Theater in Haddon Township, New Jersey, USA

The Ritz Theatre is a theater located in Haddon Township, New Jersey. The venue is owned and operated by The Ritz Theatre Company, a nonprofit organization. The theater was added to the New Jersey and National Register of Historic Places in 2002.

==History==
The Ritz Theatre was built in 1927 by William E. Butler for an estimated $400,000 and designed by the architectural firm Hodgens and Hill with 800 seats. It was named after the Ritz hotel in Paris. The groundbreaking ceremony in February 1927 was attended by Oaklyn, New Jersey, borough officials. It was built in a Classical Revival architectural style as a movie theater and opened on September 12, 1927, with the film Tillie the Toiler. Vaudeville acts also performed alongside movie showings. The auditorium walls feature neo-classical canvas murals with gilt trimmed columns and velvet draped balconies enclosed by classic carved balustrades.

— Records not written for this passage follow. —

use crate::correlator::Correlator;
use crate::gate::Gate;
use crate::icmp::socket::{Socket, SocketType, TSocket};
use crate::icmp::{AddressFamily, Icmp, SequenceNumber};
use crate::ping_error::{PingError, PingResult};
use crate::ping_receiver::PingReceiver;
use crate::ping_sender::{PingSender, SendSchedule, Termination};
use crate::session::Session;
use crate::statistics::Statistics;
use crate::target::TargetTable;
use std::collections::HashMap;
use std::net::IpAddr;
use std::sync::Arc;
use std::thread::JoinHandle;
use std::time::Duration;

const DEFAULT_INTERVAL: Duration = Duration::from_secs(1);
const DEFAULT_COUNT: usize = 5;
const DEFAULT_TIMEOUT: Duration = Duration::from_secs(100_000);
const MAX_RECEIVE_WAIT: Duration = Duration::from_millis(100);
const MIN_RECEIVE_WAIT: Duration = Duration::from_millis(1);

type OnFinish = Box<dyn Fn(&HashMap<String, Statistics>) + Send + Sync>;

/// Pings a fixed set of addresses concurrently over one IPv4 and one IPv6 socket.
///
/// ```no_run
/// let mut pinger = batch_ping::BatchPinger::new(["127.0.0.1", "::1"], false)?;
/// pinger.set_count(3);
/// pinger.run()?;
/// for (address, statistics) in pinger.statistics() {
///     println!("{address}: {:.0}% loss", statistics.packet_loss * 100.0);
/// }
/// # Ok::<(), batch_ping::PingError>(())
/// ```
pub struct BatchPinger {
    addresses: Vec<String>,
    socket_type: SocketType,
    session: Session,
    interval: Duration,
    count: usize,
    timeout: Duration,
    source: Option<IpAddr>,
    debug: bool,
    on_finish: Option<OnFinish>,
    targets: Arc<TargetTable>,
}

impl BatchPinger {
    /// Raw sockets are used when `privileged` is set, datagram ICMP sockets otherwise.
    /// Fails if there are more addresses than sequence numbers.
    pub fn new<I, A>(addresses: I, privileged: bool) -> PingResult<Self>
    where
        I: IntoIterator<Item = A>,
        A: Into<String>,
    {
        let addresses: Vec<String> = addresses.into_iter().map(Into::into).collect();
        let max = SequenceNumber::capacity();
        if addresses.len() > max {
            return Err(PingError::TooManyAddresses { count: addresses.len(), max });
        }
        Ok(BatchPinger {
            addresses,
            socket_type: SocketType::from_privileged(privileged),
            session: Session::new(),
            interval: DEFAULT_INTERVAL,
            count: DEFAULT_COUNT,
            timeout: DEFAULT_TIMEOUT,
            source: None,
            debug: false,
            on_finish: None,
            targets: Arc::new(TargetTable::default()),
        })
    }

    pub fn addresses(&self) -> &[String] {
        &self.addresses
    }

    pub fn socket_type(&self) -> SocketType {
        self.socket_type
    }

    /// Time between two send rounds.
    pub fn set_interval(&mut self, interval: Duration) {
        self.interval = interval;
    }

    pub fn interval(&self) -> Duration {
        self.interval
    }

    /// Number of echo requests sent to every address.
    pub fn set_count(&mut self, count: usize) {
        self.count = count;
    }

    pub fn count(&self) -> usize {
        self.count
    }

    /// Ends the run after `timeout`, regardless of how many packets were sent or received.
    pub fn set_timeout(&mut self, timeout: Duration) {
        self.timeout = timeout;
    }

    pub fn timeout(&self) -> Duration {
        self.timeout
    }

    /// Local address to send from. Only the socket of the same family is bound.
    pub fn set_source(&mut self, source: IpAddr) {
        self.source = Some(source);
    }

    pub fn source(&self) -> Option<IpAddr> {
        self.source
    }

    /// Emits per-packet `tracing` debug events (drops, matches, send failures).
    pub fn set_debug(&mut self, debug: bool) {
        self.debug = debug;
    }

    pub fn debug(&self) -> bool {
        self.debug
    }

    /// Called by [`BatchPinger::finish`] with the statistics of every address.
    pub fn set_on_finish<F>(&mut self, on_finish: F)
    where
        F: Fn(&HashMap<String, Statistics>) + Send + Sync + 'static,
    {
        self.on_finish = Some(Box::new(on_finish));
    }

    /// Opens both sockets and pings every address until all rounds are sent or the
    /// timeout fires. Blocks until the run is over.
    ///
    /// Only configuration and startup problems are errors. Anything going wrong with
    /// individual packets shows up as loss in [`BatchPinger::statistics`].
    pub fn run(&mut self) -> PingResult<()> {
        let read_timeout = self.receive_wait();
        let socket_v4 = Socket::new(self.socket_type, AddressFamily::V4, self.source, read_timeout)
            .map_err(|source| PingError::SocketOpen { family: AddressFamily::V4, source })?;
        // On failure the IPv4 socket is closed when it goes out of scope.
        let socket_v6 = Socket::new(self.socket_type, AddressFamily::V6, self.source, read_timeout)
            .map_err(|source| PingError::SocketOpen { family: AddressFamily::V6, source })?;

        self.run_with_sockets(socket_v4, socket_v6, &Gate::new()).map(|_| ())
    }

    /// Statistics of the last run, keyed by address as given to [`BatchPinger::new`].
    /// Empty before the first run.
    pub fn statistics(&self) -> HashMap<String, Statistics> {
        self.targets.iter().map(|target| (target.address().to_owned(), target.statistics())).collect()
    }

    /// Hands the statistics to the `on_finish` callback, if there is one.
    pub fn finish(&self) {
        if let Some(on_finish) = &self.on_finish {
            on_finish(&self.statistics());
        }
    }

    fn receive_wait(&self) -> Duration {
        self.interval.clamp(MIN_RECEIVE_WAIT, MAX_RECEIVE_WAIT)
    }

    fn run_with_sockets<S>(&mut self, socket_v4: S, socket_v6: S, gate: &Gate) -> PingResult<Termination>
    where
        S: TSocket + 'static,
    {
        let targets = Arc::new(TargetTable::resolve(&self.addresses)?);
        self.targets = targets.clone();
        if self.debug {
            tracing::debug!(
                "session id {:#06x}, tracker {:#018x}, {} targets",
                self.session.identifier,
                self.session.tracker,
                targets.len()
            );
        }

        let icmpv4 = Arc::new(Icmp::new(AddressFamily::V4, socket_v4));
        let icmpv6 = Arc::new(Icmp::new(AddressFamily::V6, socket_v6));
        let correlator =
            Arc::new(Correlator::new(self.session, targets.clone(), self.socket_type.preserves_identifier()));

        let receiver_threads: Vec<JoinHandle<_>> = [icmpv4.clone(), icmpv6.clone()]
            .into_iter()
            .map(|icmp| {
                let receiver = PingReceiver::new(icmp, correlator.clone(), gate.clone(), self.debug);
                std::thread::spawn(move || receiver.run())
            })
            .collect();

        let schedule = SendSchedule { interval: self.interval, count: self.count, timeout: self.timeout };
        let sender = PingSender::new(icmpv4, icmpv6, targets, self.session, schedule, gate.clone(), self.debug);
        let sender_thread = std::thread::spawn(move || sender.run());

        // Join everything before reacting to a panic so no loop outlives the run.
        let sender_result = sender_thread.join();
        let receiver_results: Vec<_> = receiver_threads.into_iter().map(JoinHandle::join).collect();
        for receiver_result in receiver_results {
            match receiver_result {
                Ok(exit) => tracing::trace!("receiver exit: {:?}", exit),
                Err(panic) => std::panic::resume_unwind(panic),
            }
        }
        let termination = sender_result.unwrap_or_else(|panic| std::panic::resume_unwind(panic));
        tracing::trace!("run finished: {:?}", termination);
        Ok(termination)
    }
}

The ceiling of the theater collapsed in the 1930s and after the repairs were made, the seating capacity changed to 600. By 1948, the theatre was operated by the Peerless Corporation. Starting in March 1954 with The Lavender Hill Mob, through the 1960s, the Ritz showed fine art and foreign films. In the 1970s, the Ritz became an adult movie theater operated by a company that operated another pornographic movie theater. The theater closed in early 1985.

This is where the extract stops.